Say how many lines of the data below have the word "super" in them. Add nothing else.
[Record set Boundary: Start]
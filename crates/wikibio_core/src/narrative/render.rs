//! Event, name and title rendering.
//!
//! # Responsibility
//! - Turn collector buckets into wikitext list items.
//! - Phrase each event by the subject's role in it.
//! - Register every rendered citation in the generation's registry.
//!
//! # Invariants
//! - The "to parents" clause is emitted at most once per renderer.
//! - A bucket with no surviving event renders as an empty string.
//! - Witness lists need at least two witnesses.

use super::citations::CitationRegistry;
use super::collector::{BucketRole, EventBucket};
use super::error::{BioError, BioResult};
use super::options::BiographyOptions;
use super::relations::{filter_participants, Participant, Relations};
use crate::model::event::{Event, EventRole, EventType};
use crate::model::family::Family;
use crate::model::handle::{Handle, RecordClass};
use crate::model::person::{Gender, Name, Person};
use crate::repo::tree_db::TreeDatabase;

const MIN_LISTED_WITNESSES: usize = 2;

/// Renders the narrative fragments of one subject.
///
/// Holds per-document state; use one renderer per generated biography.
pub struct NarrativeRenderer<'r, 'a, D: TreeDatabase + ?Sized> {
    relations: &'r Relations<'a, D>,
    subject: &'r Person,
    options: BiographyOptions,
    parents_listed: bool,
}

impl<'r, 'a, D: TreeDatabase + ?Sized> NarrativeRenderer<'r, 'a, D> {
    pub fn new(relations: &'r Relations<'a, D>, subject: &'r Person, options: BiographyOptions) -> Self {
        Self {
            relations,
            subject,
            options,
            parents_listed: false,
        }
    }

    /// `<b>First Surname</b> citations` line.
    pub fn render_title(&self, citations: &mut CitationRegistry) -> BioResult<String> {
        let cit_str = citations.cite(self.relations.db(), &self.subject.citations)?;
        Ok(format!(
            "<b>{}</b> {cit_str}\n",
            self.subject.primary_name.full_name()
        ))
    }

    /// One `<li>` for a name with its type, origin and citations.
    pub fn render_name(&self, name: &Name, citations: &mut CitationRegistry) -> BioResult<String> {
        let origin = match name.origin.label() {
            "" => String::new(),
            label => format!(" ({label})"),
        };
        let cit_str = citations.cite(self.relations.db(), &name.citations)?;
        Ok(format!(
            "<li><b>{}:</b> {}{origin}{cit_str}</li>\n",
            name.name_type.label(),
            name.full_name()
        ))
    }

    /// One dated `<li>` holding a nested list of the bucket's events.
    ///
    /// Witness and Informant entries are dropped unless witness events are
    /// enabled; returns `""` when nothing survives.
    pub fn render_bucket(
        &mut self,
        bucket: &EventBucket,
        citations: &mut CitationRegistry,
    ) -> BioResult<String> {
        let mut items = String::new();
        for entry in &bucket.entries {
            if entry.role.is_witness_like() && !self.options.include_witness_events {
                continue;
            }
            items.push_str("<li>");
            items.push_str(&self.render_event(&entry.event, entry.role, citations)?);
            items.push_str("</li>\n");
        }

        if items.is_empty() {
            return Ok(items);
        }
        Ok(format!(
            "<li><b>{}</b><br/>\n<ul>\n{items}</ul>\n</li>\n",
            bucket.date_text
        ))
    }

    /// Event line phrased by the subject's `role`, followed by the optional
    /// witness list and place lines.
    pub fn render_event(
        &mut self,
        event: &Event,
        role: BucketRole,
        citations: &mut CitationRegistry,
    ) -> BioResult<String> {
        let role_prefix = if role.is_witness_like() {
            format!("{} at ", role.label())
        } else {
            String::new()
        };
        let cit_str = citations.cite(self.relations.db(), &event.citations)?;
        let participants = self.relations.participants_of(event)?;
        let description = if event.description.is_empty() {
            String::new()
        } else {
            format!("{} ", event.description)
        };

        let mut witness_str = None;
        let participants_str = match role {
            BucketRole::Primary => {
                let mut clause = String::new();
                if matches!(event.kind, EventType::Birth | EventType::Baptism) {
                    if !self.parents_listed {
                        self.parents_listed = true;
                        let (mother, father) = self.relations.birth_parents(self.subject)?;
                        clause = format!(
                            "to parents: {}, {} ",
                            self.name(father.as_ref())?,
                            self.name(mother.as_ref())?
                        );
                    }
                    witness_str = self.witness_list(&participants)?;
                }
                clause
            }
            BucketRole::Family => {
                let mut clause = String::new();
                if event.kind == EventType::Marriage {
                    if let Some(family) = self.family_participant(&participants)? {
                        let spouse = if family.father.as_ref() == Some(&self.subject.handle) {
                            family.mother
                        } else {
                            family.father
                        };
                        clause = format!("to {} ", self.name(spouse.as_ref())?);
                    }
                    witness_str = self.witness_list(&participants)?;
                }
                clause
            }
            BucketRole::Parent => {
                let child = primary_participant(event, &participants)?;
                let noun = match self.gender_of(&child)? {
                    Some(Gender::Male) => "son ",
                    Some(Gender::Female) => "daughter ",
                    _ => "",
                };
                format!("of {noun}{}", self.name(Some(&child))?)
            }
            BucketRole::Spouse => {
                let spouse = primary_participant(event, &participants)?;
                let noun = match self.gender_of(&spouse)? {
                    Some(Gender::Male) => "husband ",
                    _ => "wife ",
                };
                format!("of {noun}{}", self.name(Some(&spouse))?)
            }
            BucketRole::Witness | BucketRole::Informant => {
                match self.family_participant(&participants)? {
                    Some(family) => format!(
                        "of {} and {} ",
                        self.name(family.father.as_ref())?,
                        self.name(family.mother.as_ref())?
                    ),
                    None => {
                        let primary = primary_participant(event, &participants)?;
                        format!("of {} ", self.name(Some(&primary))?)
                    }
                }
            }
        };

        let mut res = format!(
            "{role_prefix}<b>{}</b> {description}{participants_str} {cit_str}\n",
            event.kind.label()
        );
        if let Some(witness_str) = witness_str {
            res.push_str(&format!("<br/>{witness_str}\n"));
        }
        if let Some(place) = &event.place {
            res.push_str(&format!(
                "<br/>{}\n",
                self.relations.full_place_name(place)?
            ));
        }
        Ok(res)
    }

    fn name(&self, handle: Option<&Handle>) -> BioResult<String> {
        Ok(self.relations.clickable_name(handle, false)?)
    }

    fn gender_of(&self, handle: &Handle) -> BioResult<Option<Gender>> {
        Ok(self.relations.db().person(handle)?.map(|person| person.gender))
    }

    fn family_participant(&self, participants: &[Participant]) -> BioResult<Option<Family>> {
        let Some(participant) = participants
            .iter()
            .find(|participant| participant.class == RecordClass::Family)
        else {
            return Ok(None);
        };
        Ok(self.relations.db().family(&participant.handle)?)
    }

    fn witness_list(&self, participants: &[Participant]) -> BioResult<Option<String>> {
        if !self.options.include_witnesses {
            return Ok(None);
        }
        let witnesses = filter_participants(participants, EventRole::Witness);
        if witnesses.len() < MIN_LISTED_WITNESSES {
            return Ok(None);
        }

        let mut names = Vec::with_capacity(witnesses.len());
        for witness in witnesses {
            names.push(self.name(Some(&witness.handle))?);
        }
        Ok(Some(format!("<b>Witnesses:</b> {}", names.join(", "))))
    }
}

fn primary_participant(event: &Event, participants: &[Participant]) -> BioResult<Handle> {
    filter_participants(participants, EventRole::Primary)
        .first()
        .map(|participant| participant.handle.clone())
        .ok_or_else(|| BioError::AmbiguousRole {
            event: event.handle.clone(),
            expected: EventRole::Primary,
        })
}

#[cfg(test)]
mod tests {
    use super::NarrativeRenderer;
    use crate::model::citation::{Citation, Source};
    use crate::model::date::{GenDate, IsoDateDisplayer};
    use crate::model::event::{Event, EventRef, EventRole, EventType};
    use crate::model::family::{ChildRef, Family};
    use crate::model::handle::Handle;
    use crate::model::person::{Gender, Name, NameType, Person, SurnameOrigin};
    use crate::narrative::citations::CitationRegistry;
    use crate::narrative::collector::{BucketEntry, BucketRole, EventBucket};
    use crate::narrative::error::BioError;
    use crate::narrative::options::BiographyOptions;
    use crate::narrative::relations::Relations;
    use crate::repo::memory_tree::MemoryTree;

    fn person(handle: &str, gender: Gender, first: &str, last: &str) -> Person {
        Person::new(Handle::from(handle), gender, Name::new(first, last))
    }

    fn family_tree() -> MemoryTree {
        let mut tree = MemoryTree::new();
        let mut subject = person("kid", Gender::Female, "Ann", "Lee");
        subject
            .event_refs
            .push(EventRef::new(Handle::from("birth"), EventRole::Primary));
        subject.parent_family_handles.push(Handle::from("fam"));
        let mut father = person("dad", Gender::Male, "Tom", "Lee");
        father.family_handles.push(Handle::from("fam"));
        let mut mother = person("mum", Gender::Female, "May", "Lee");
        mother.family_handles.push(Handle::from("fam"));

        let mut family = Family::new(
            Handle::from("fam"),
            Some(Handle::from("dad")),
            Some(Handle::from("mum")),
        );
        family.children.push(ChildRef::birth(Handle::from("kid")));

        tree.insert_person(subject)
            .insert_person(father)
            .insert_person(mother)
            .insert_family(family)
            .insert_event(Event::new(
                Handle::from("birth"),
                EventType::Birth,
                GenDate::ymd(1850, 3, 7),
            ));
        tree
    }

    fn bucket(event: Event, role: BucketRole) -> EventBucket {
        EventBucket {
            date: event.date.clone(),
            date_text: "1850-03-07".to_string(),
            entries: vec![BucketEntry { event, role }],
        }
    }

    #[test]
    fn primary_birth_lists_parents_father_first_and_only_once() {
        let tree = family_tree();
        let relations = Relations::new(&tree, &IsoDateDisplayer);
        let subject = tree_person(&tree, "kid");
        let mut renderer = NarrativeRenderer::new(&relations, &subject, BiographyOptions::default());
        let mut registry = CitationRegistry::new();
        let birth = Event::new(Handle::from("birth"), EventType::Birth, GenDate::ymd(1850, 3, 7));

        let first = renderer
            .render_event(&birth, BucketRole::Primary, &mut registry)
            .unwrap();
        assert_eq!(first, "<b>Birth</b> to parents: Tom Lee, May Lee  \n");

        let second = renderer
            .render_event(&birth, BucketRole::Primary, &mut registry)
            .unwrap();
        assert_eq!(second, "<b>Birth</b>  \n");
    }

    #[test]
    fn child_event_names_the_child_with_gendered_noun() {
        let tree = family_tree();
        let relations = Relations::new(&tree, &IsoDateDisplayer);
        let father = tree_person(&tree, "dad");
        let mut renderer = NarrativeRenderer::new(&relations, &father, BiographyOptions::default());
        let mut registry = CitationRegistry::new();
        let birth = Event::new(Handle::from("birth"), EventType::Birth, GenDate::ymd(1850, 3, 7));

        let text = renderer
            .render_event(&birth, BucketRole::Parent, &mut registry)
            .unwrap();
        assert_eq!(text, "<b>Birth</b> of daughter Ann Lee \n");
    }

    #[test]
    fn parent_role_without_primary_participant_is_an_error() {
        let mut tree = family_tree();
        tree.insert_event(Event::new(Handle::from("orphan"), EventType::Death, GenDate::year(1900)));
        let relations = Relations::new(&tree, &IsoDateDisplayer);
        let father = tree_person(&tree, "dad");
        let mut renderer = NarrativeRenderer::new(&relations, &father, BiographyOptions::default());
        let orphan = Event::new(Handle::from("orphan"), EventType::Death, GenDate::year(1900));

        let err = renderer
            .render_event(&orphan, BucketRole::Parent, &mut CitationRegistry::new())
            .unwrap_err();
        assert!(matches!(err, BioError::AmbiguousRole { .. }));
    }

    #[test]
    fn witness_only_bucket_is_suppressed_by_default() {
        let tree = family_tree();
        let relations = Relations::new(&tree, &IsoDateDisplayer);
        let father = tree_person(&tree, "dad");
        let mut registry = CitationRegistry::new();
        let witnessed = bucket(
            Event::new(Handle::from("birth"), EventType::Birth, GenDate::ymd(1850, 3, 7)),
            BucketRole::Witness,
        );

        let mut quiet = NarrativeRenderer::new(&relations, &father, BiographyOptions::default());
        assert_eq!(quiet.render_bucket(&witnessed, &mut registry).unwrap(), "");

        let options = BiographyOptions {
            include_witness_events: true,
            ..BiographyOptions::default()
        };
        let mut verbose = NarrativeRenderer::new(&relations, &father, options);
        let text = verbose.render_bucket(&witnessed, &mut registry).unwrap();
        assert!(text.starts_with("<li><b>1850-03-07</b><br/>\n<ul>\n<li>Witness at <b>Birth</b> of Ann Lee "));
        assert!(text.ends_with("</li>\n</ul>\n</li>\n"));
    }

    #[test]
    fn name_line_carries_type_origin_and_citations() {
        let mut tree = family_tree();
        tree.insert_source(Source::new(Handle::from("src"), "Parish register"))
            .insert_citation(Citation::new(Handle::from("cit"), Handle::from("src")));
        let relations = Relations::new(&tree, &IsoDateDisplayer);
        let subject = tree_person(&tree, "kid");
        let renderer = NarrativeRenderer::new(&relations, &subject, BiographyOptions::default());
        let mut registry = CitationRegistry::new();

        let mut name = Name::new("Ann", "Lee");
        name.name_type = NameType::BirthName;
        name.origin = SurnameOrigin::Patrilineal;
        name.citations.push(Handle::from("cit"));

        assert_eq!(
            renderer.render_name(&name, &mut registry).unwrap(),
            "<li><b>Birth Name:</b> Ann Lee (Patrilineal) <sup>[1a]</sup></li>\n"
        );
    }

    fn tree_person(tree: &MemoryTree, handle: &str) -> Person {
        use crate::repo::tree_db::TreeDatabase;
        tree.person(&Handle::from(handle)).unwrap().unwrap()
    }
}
[Record set Boundary: End]
Your response → 6